* [WHAT THE TASK REQUIRES] Determine the number of lines of the records below that include "retries". Respond with the number and no other text.

═══ STORED DATA

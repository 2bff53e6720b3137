//! Auth API binary

use std::net::SocketAddr;
use tracing_subscriber::EnvFilter;

use sentra_auth_api::{app, build_state, Config};

#[tokio::main]
async fn main() -> anyhow::Result<()> {
    // Load environment variables
    dotenvy::dotenv().ok();

    // Initialize logging
    tracing_subscriber::fmt()
        .with_env_filter(EnvFilter::from_default_env())
        .init();

    tracing::info!("Starting Sentra Auth API");

    let config = Config::from_env()?;
    let http_port = config.http_port;

    let state = build_state(config)?;
    let router = app(state);

    let addr = SocketAddr::from(([0, 0, 0, 0], http_port));
    tracing::info!("Listening on {}", addr);

    let listener = tokio::net::TcpListener::bind(addr).await?;
    axum::serve(listener, router).await?;

    Ok(())
}
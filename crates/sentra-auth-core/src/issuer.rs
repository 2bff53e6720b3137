//! Credential issuer
//!
//! Builds access/refresh claims for a resolved identity and hands them to
//! the codec. Validity durations and the signing key are process-start
//! configuration; nothing here mutates at runtime.

use std::time::Duration;

use sentra_types::Identity;

use crate::claims::Claims;
use crate::codec::TokenCodec;
use crate::error::AuthError;

/// Issues signed access and refresh credentials.
#[derive(Debug, Clone)]
pub struct TokenIssuer {
    codec: TokenCodec,
    issuer: String,
    access_validity: Duration,
    refresh_validity: Duration,
}

impl TokenIssuer {
    pub fn new(
        codec: TokenCodec,
        issuer: impl Into<String>,
        access_validity: Duration,
        refresh_validity: Duration,
    ) -> Self {
        Self {
            codec,
            issuer: issuer.into(),
            access_validity,
            refresh_validity,
        }
    }

    /// Issue a short-lived access credential carrying tenancy and roles
    pub fn issue_access(&self, identity: &Identity) -> Result<String, AuthError> {
        let claims = Claims::access(identity, &self.issuer, self.access_validity);
        self.codec.encode(&claims)
    }

    /// Issue a long-lived refresh credential with the reduced claim set
    pub fn issue_refresh(&self, identity: &Identity) -> Result<String, AuthError> {
        let claims = Claims::refresh(identity, &self.issuer, self.refresh_validity);
        self.codec.encode(&claims)
    }

    /// Access validity as whole seconds, for `expiresIn` responses
    pub fn access_validity_secs(&self) -> u64 {
        self.access_validity.as_secs()
    }
}
//! Configuration for the Auth API service.

use sentra_auth_core::AuthConfig;
use std::time::Duration;

/// Auth API configuration
#[derive(Debug, Clone)]
pub struct Config {
    /// HTTP server port
    pub http_port: u16,

    /// Auth core configuration
    pub auth: AuthConfig,

    /// Check the revocation store on every request instead of trusting
    /// local verification alone
    pub store_checked_edge: bool,

    /// Password for the seeded admin identity
    pub admin_password: String,
}

impl Config {
    /// Load configuration from environment variables
    pub fn from_env() -> Result<Self, ConfigError> {
        // Server port
        let http_port = std::env::var("HTTP_PORT")
            .unwrap_or_else(|_| "8080".to_string())
            .parse()
            .map_err(|_| ConfigError::Invalid("HTTP_PORT"))?;

        // Signing secret (minimum 32 bytes)
        let session_secret =
            std::env::var("SESSION_SECRET").map_err(|_| ConfigError::Missing("SESSION_SECRET"))?;

        if session_secret.len() < 32 {
            return Err(ConfigError::Invalid(
                "SESSION_SECRET must be at least 32 characters",
            ));
        }

        let issuer = std::env::var("TOKEN_ISSUER").unwrap_or_else(|_| "sentra".to_string());

        // Credential validity windows (defaults: 24h access, 7d refresh)
        let access_validity_secs: u64 = std::env::var("ACCESS_VALIDITY_SECS")
            .unwrap_or_else(|_| "86400".to_string())
            .parse()
            .map_err(|_| ConfigError::Invalid("ACCESS_VALIDITY_SECS"))?;

        let refresh_validity_secs: u64 = std::env::var("REFRESH_VALIDITY_SECS")
            .unwrap_or_else(|_| "604800".to_string())
            .parse()
            .map_err(|_| ConfigError::Invalid("REFRESH_VALIDITY_SECS"))?;

        // Store round-trip timeout (default 3 seconds)
        let store_timeout_secs: u64 = std::env::var("STORE_TIMEOUT_SECS")
            .unwrap_or_else(|_| "3".to_string())
            .parse()
            .map_err(|_| ConfigError::Invalid("STORE_TIMEOUT_SECS"))?;

        let store_checked_edge = std::env::var("STORE_CHECKED_EDGE")
            .unwrap_or_else(|_| "false".to_string())
            .parse()
            .unwrap_or(false);

        let admin_password =
            std::env::var("ADMIN_PASSWORD").unwrap_or_else(|_| "admin123".to_string());

        let auth = AuthConfig::new(session_secret)
            .with_issuer(issuer)
            .with_access_validity(Duration::from_secs(access_validity_secs))
            .with_refresh_validity(Duration::from_secs(refresh_validity_secs))
            .with_store_timeout(Duration::from_secs(store_timeout_secs));

        Ok(Self {
            http_port,
            auth,
            store_checked_edge,
            admin_password,
        })
    }
}

/// Configuration error
#[derive(Debug, thiserror::Error)]
pub enum ConfigError {
    #[error("Missing required environment variable: {0}")]
    Missing(&'static str),

    #[error("Invalid value for environment variable: {0}")]
    Invalid(&'static str),
}
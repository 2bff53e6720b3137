//! Auth service - session lifecycle orchestration
//!
//! Ties together the directory, the issuer/codec, the revocation store and
//! the session cache. A session moves Anonymous -> Authenticated -> Revoked;
//! there are no other states.
//!
//! Failure policy: no retries anywhere. Store round trips carry an explicit
//! timeout and surface `RevocationStoreUnavailable` on failure; treating
//! "store unreachable" as "not revoked" would defeat the revocation
//! guarantee.

use std::future::Future;
use std::sync::Arc;

use sentra_types::Identity;

use crate::claims::Claims;
use crate::codec::TokenCodec;
use crate::config::AuthConfig;
use crate::crypto::{hash_token, HmacKey};
use crate::directory::{verify_password, Directory};
use crate::error::AuthError;
use crate::issuer::TokenIssuer;
use crate::store::{RevocationStore, SessionCache, StoreError};

/// Login input
#[derive(Debug, Clone)]
pub struct LoginRequest {
    pub username: String,
    pub password: String,
    /// Captcha answer; verification is an upstream concern
    pub captcha: Option<String>,
    pub captcha_id: Option<String>,
    /// Widens the session-cache window only, never credential validity
    pub remember_me: bool,
}

impl LoginRequest {
    pub fn new(username: impl Into<String>, password: impl Into<String>) -> Self {
        Self {
            username: username.into(),
            password: password.into(),
            captcha: None,
            captcha_id: None,
            remember_me: false,
        }
    }
}

/// Successful login or refresh result
#[derive(Debug, Clone)]
pub struct LoginOutcome {
    pub access_token: String,
    pub refresh_token: String,
    /// Access credential validity in seconds
    pub expires_in: u64,
    /// The identity the credentials were issued for, including the freshly
    /// resolved role/permission sets
    pub identity: Identity,
}

/// Authentication service
///
/// Exclusive owner of revocation-store and session-cache writes. Generic
/// over its collaborators so tests and deployments choose their own
/// directory and stores.
pub struct AuthService<D, R, S> {
    directory: Arc<D>,
    revocations: Arc<R>,
    sessions: Arc<S>,
    codec: TokenCodec,
    issuer: TokenIssuer,
    config: AuthConfig,
}

impl<D: Directory, R: RevocationStore, S: SessionCache> AuthService<D, R, S> {
    /// Create the service; fails if the configured secret is too short.
    pub fn new(
        config: AuthConfig,
        directory: Arc<D>,
        revocations: Arc<R>,
        sessions: Arc<S>,
    ) -> Result<Self, AuthError> {
        let key = HmacKey::new(&config.secret)
            .map_err(|e| AuthError::Internal(e.to_string()))?;
        let codec = TokenCodec::new(key);
        let issuer = TokenIssuer::new(
            codec.clone(),
            &config.issuer,
            config.access_validity,
            config.refresh_validity,
        );

        Ok(Self {
            directory,
            revocations,
            sessions,
            codec,
            issuer,
            config,
        })
    }

    /// The codec sharing this service's secret, for edge verification
    pub fn codec(&self) -> &TokenCodec {
        &self.codec
    }

    // =========================================================================
    // Login
    // =========================================================================

    /// Resolve the identity, verify the password, issue a credential pair.
    ///
    /// Prior revocation entries for this identity are irrelevant to a fresh
    /// login; only the session cache is touched.
    pub async fn login(&self, request: &LoginRequest) -> Result<LoginOutcome, AuthError> {
        let record = self
            .directory
            .find_by_username(&request.username)
            .await
            .map_err(|e| AuthError::Internal(e.to_string()))?
            .ok_or(AuthError::IdentityNotFound)?;

        if !verify_password(&request.password, &record.password_hash) {
            tracing::debug!(username = %request.username, "password verification failed");
            return Err(AuthError::InvalidCredential);
        }

        let outcome = self
            .issue_and_cache(&record.identity, request.remember_me)
            .await?;
        tracing::info!(identity_id = %record.identity.id, "login succeeded");
        Ok(outcome)
    }

    // =========================================================================
    // Refresh
    // =========================================================================

    /// Exchange a refresh credential for a fresh pair.
    ///
    /// Re-resolves the identity rather than reusing the old claims, so role
    /// changes since the original issuance take effect here. The old
    /// refresh credential is not revoked and stays usable until its natural
    /// expiry.
    pub async fn refresh(&self, refresh_token: &str) -> Result<LoginOutcome, AuthError> {
        let claims = self.codec.decode(refresh_token)?;
        let Claims::Refresh(_) = &claims else {
            tracing::debug!("refresh called with a non-refresh credential");
            return Err(AuthError::InvalidToken);
        };
        if claims.is_expired() {
            return Err(AuthError::TokenExpired);
        }

        let identity = self
            .directory
            .find_by_id(claims.identity_id())
            .await
            .map_err(|e| AuthError::Internal(e.to_string()))?
            .ok_or(AuthError::IdentityNotFound)?;

        let outcome = self.issue_and_cache(&identity, false).await?;
        tracing::info!(identity_id = %identity.id, "credentials refreshed");
        Ok(outcome)
    }

    // =========================================================================
    // Logout / revocation
    // =========================================================================

    /// Revoke an access credential until its natural expiry.
    ///
    /// Idempotent: an invalid, expired or already-revoked credential is a
    /// no-op success. Store unavailability is surfaced, never swallowed:
    /// "logout succeeded" must imply "revoked or already expired".
    pub async fn logout(&self, access_token: &str) -> Result<(), AuthError> {
        let Ok(claims @ Claims::Access(_)) = self.codec.decode(access_token) else {
            return Ok(());
        };
        let Some(remaining) = claims.remaining_validity() else {
            // Already expired; natural expiry did the work
            return Ok(());
        };

        let key = hash_token(access_token);
        self.store_call(self.revocations.put(&key, remaining)).await?;
        self.store_call(self.sessions.remove(claims.identity_id()))
            .await?;

        tracing::info!(identity_id = %claims.identity_id(), "logout succeeded");
        Ok(())
    }

    /// Existence check against the revocation store.
    pub async fn is_revoked(&self, access_token: &str) -> Result<bool, AuthError> {
        self.store_call(self.revocations.contains(&hash_token(access_token)))
            .await
    }

    /// Latest cached access credential for an identity (bookkeeping view)
    pub async fn cached_session(
        &self,
        identity_id: sentra_types::IdentityId,
    ) -> Result<Option<String>, AuthError> {
        self.store_call(self.sessions.get(identity_id)).await
    }

    // =========================================================================
    // Internals
    // =========================================================================

    async fn issue_and_cache(
        &self,
        identity: &Identity,
        remember_me: bool,
    ) -> Result<LoginOutcome, AuthError> {
        let access_token = self.issuer.issue_access(identity)?;
        let refresh_token = self.issuer.issue_refresh(identity)?;

        let session_ttl = if remember_me {
            self.config.remember_me_session_ttl
        } else {
            self.config.session_ttl
        };
        self.store_call(self.sessions.put(identity.id, &access_token, session_ttl))
            .await?;

        Ok(LoginOutcome {
            access_token,
            refresh_token,
            expires_in: self.issuer.access_validity_secs(),
            identity: identity.clone(),
        })
    }

    /// One store round trip: explicit timeout, no retries.
    async fn store_call<T, F>(&self, fut: F) -> Result<T, AuthError>
    where
        F: Future<Output = Result<T, StoreError>>,
    {
        match tokio::time::timeout(self.config.store_timeout, fut).await {
            Ok(Ok(value)) => Ok(value),
            Ok(Err(e)) => {
                tracing::error!("store call failed: {}", e);
                Err(AuthError::RevocationStoreUnavailable)
            }
            Err(_) => {
                tracing::error!(
                    timeout_ms = self.config.store_timeout.as_millis() as u64,
                    "store call timed out"
                );
                Err(AuthError::RevocationStoreUnavailable)
            }
        }
    }
}

impl<D, R, S> std::fmt::Debug for AuthService<D, R, S> {
    fn fmt(&self, f: &mut std::fmt::Formatter<'_>) -> std::fmt::Result {
        f.debug_struct("AuthService")
            .field("config", &self.config)
            .finish_non_exhaustive()
    }
}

══════

* [EXERCISE SOLUTION] 2